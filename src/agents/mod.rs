//! Agent System
//!
//! This module contains the two research agents and the coordinator that
//! chains them:
//!
//! - **Research Agent**: searches PubMed and produces a structured research record
//! - **Summary Agent**: turns the record into the user-facing markdown report
//!
//! ## Pipeline Overview
//!
//! ```text
//! User Query
//!      │
//!      ▼
//! ┌─────────────┐
//! │  Research   │  → PubMed search + schema-validated ResearchRecord
//! │   Agent     │
//! └─────────────┘
//!      │
//!      ▼
//! ┌─────────────┐
//! │  Summary    │  → Markdown report
//! │   Agent     │
//! └─────────────┘
//!      │
//!      ▼
//!  Final Report
//! ```
//!
//! The record never leaves the pipeline; callers only see the report or an error.

pub mod research;
pub mod summary;

pub use research::{ResearchAgent, ResearchSettings};
pub use summary::SummaryAgent;

use std::fmt;
use std::sync::Arc;
use std::time::Duration;

use async_trait::async_trait;
use tokio_util::sync::CancellationToken;
use tracing::{info, info_span, warn, Instrument};
use uuid::Uuid;

use crate::config::Config;
use crate::knowledge::KeywordCatalog;
use crate::llm::{LLMProviderConfig, StructuredOptions, LLM};
use crate::models::ResearchRecord;
use crate::search::{PubMedClient, SearchProvider};
use crate::types::{AppError, AppResult};

/// First stage: query in, structured record out
#[async_trait]
pub trait ResearchStage: Send + Sync {
    async fn run(&self, user_query: &str) -> AppResult<ResearchRecord>;
}

/// Second stage: query and record in, markdown report out
#[async_trait]
pub trait SummaryStage: Send + Sync {
    async fn run(&self, user_query: &str, record: &ResearchRecord) -> AppResult<String>;
}

/// Where a request is in the pipeline
#[derive(Debug, Clone, Copy, PartialEq, Eq)]
pub enum PipelineStage {
    AwaitingResearch,
    AwaitingSummary,
    Done,
}

impl fmt::Display for PipelineStage {
    fn fmt(&self, f: &mut fmt::Formatter<'_>) -> fmt::Result {
        match self {
            PipelineStage::AwaitingResearch => write!(f, "awaiting_research"),
            PipelineStage::AwaitingSummary => write!(f, "awaiting_summary"),
            PipelineStage::Done => write!(f, "done"),
        }
    }
}

/// Per-request controls
#[derive(Debug, Clone, Default)]
pub struct RequestOptions {
    /// Overrides the pipeline's default deadline
    pub deadline: Option<Duration>,
    /// Cancelling aborts the in-flight stage
    pub cancel: Option<CancellationToken>,
    /// Id recorded on the request span; generated when absent
    pub request_id: Option<Uuid>,
}

impl RequestOptions {
    pub fn with_deadline(deadline: Duration) -> Self {
        Self {
            deadline: Some(deadline),
            ..Self::default()
        }
    }

    pub fn with_request_id(mut self, request_id: Uuid) -> Self {
        self.request_id = Some(request_id);
        self
    }
}

/// Runs research then summary for one query. Holds no per-request state, so
/// one instance can serve concurrent requests.
pub struct ResearchPipeline {
    research: Arc<dyn ResearchStage>,
    summary: Arc<dyn SummaryStage>,
    default_deadline: Option<Duration>,
}

impl ResearchPipeline {
    pub fn new(research: Arc<dyn ResearchStage>, summary: Arc<dyn SummaryStage>) -> Self {
        Self {
            research,
            summary,
            default_deadline: None,
        }
    }

    pub fn with_default_deadline(mut self, deadline: Duration) -> Self {
        self.default_deadline = Some(deadline);
        self
    }

    /// Wire up PubMed, the configured LLM provider and both agents
    pub fn from_config(config: &Config) -> AppResult<Self> {
        let llm = Arc::new(LLM::new(LLMProviderConfig::from_config(&config.llm)?)?);
        let search: Arc<dyn SearchProvider> = Arc::new(PubMedClient::from_config(&config.pubmed));

        let research = ResearchAgent::new(
            llm.clone(),
            search,
            ResearchSettings {
                model: config.llm.research_model.clone(),
                max_results: config.pubmed.max_results,
                max_expressions: config.pipeline.max_search_expressions,
                structured: StructuredOptions {
                    retries: config.pipeline.schema_retries,
                    parser_model: Some(config.llm.parser_model().to_string()),
                },
            },
        )
        .with_knowledge_base(Arc::new(KeywordCatalog::new()));
        let summary = SummaryAgent::new(llm, config.llm.summary_model.clone())
            .with_max_tokens(config.pipeline.summary_max_tokens);

        info!(
            provider = %config.llm.provider,
            research_model = %config.llm.research_model,
            summary_model = %config.llm.summary_model,
            "Research pipeline configured"
        );

        Ok(Self::new(Arc::new(research), Arc::new(summary))
            .with_default_deadline(Duration::from_secs(config.pipeline.request_timeout_secs)))
    }

    /// Answer `query` with a markdown report
    pub async fn answer(&self, query: &str) -> AppResult<String> {
        self.answer_with(query, RequestOptions::default()).await
    }

    /// Answer `query`, giving up when the deadline passes or the token is cancelled
    pub async fn answer_with(&self, query: &str, options: RequestOptions) -> AppResult<String> {
        let query = query.trim();
        if query.is_empty() {
            return Err(AppError::InvalidRequest("query must not be empty".to_string()));
        }

        let request_id = options.request_id.unwrap_or_else(Uuid::new_v4);
        let cancel = options.cancel.unwrap_or_default();
        let deadline = options.deadline.or(self.default_deadline);

        async {
            let guarded = async {
                tokio::select! {
                    biased;
                    _ = cancel.cancelled() => Err(AppError::Timeout("request cancelled".to_string())),
                    result = self.run_stages(query) => result,
                }
            };

            let result = match deadline {
                Some(limit) => tokio::time::timeout(limit, guarded).await.unwrap_or_else(|_| {
                    Err(AppError::Timeout(format!("no answer within {} ms", limit.as_millis())))
                }),
                None => guarded.await,
            };

            match &result {
                Ok(report) => info!(report_len = report.len(), "Request completed"),
                Err(e) => warn!(kind = e.kind(), error = %e, "Request failed"),
            }
            result
        }
        .instrument(info_span!("answer", %request_id))
        .await
    }

    async fn run_stages(&self, query: &str) -> AppResult<String> {
        let mut stage = PipelineStage::AwaitingResearch;
        info!(%stage, query_len = query.len(), "Starting research pipeline");

        let record = self.research.run(query).await.map_err(|e| {
            warn!(%stage, error = %e, "Research stage failed");
            e
        })?;

        stage = PipelineStage::AwaitingSummary;
        info!(
            %stage,
            total_found = record.total_found,
            papers = record.papers.len(),
            count_mismatch = record.count_mismatch(),
            "Research complete"
        );

        let report = self.summary.run(query, &record).await.map_err(|e| {
            warn!(%stage, error = %e, "Summary stage failed");
            e
        })?;

        stage = PipelineStage::Done;
        info!(%stage, response_len = report.len(), "Research pipeline complete");
        Ok(report)
    }
}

* * * * * * *

#### ABOUT THIS TASK:
From the line holding "Err(e) => warn!(kind" to the last line of the entries above, restate each line exactly; include both ends and omit everything else.

#### RESULT OF THE EXERCISE:
                Err(e) => warn!(kind = e.kind(), error = %e, "Request failed"),
            }
            result
        }
        .instrument(info_span!("answer", %request_id))
        .await
    }

    async fn run_stages(&self, query: &str) -> AppResult<String> {
        let mut stage = PipelineStage::AwaitingResearch;
        info!(%stage, query_len = query.len(), "Starting research pipeline");

        let record = self.research.run(query).await.map_err(|e| {
            warn!(%stage, error = %e, "Research stage failed");
            e
        })?;

        stage = PipelineStage::AwaitingSummary;
        info!(
            %stage,
            total_found = record.total_found,
            papers = record.papers.len(),
            count_mismatch = record.count_mismatch(),
            "Research complete"
        );

        let report = self.summary.run(query, &record).await.map_err(|e| {
            warn!(%stage, error = %e, "Summary stage failed");
            e
        })?;

        stage = PipelineStage::Done;
        info!(%stage, response_len = report.len(), "Research pipeline complete");
        Ok(report)
    }
}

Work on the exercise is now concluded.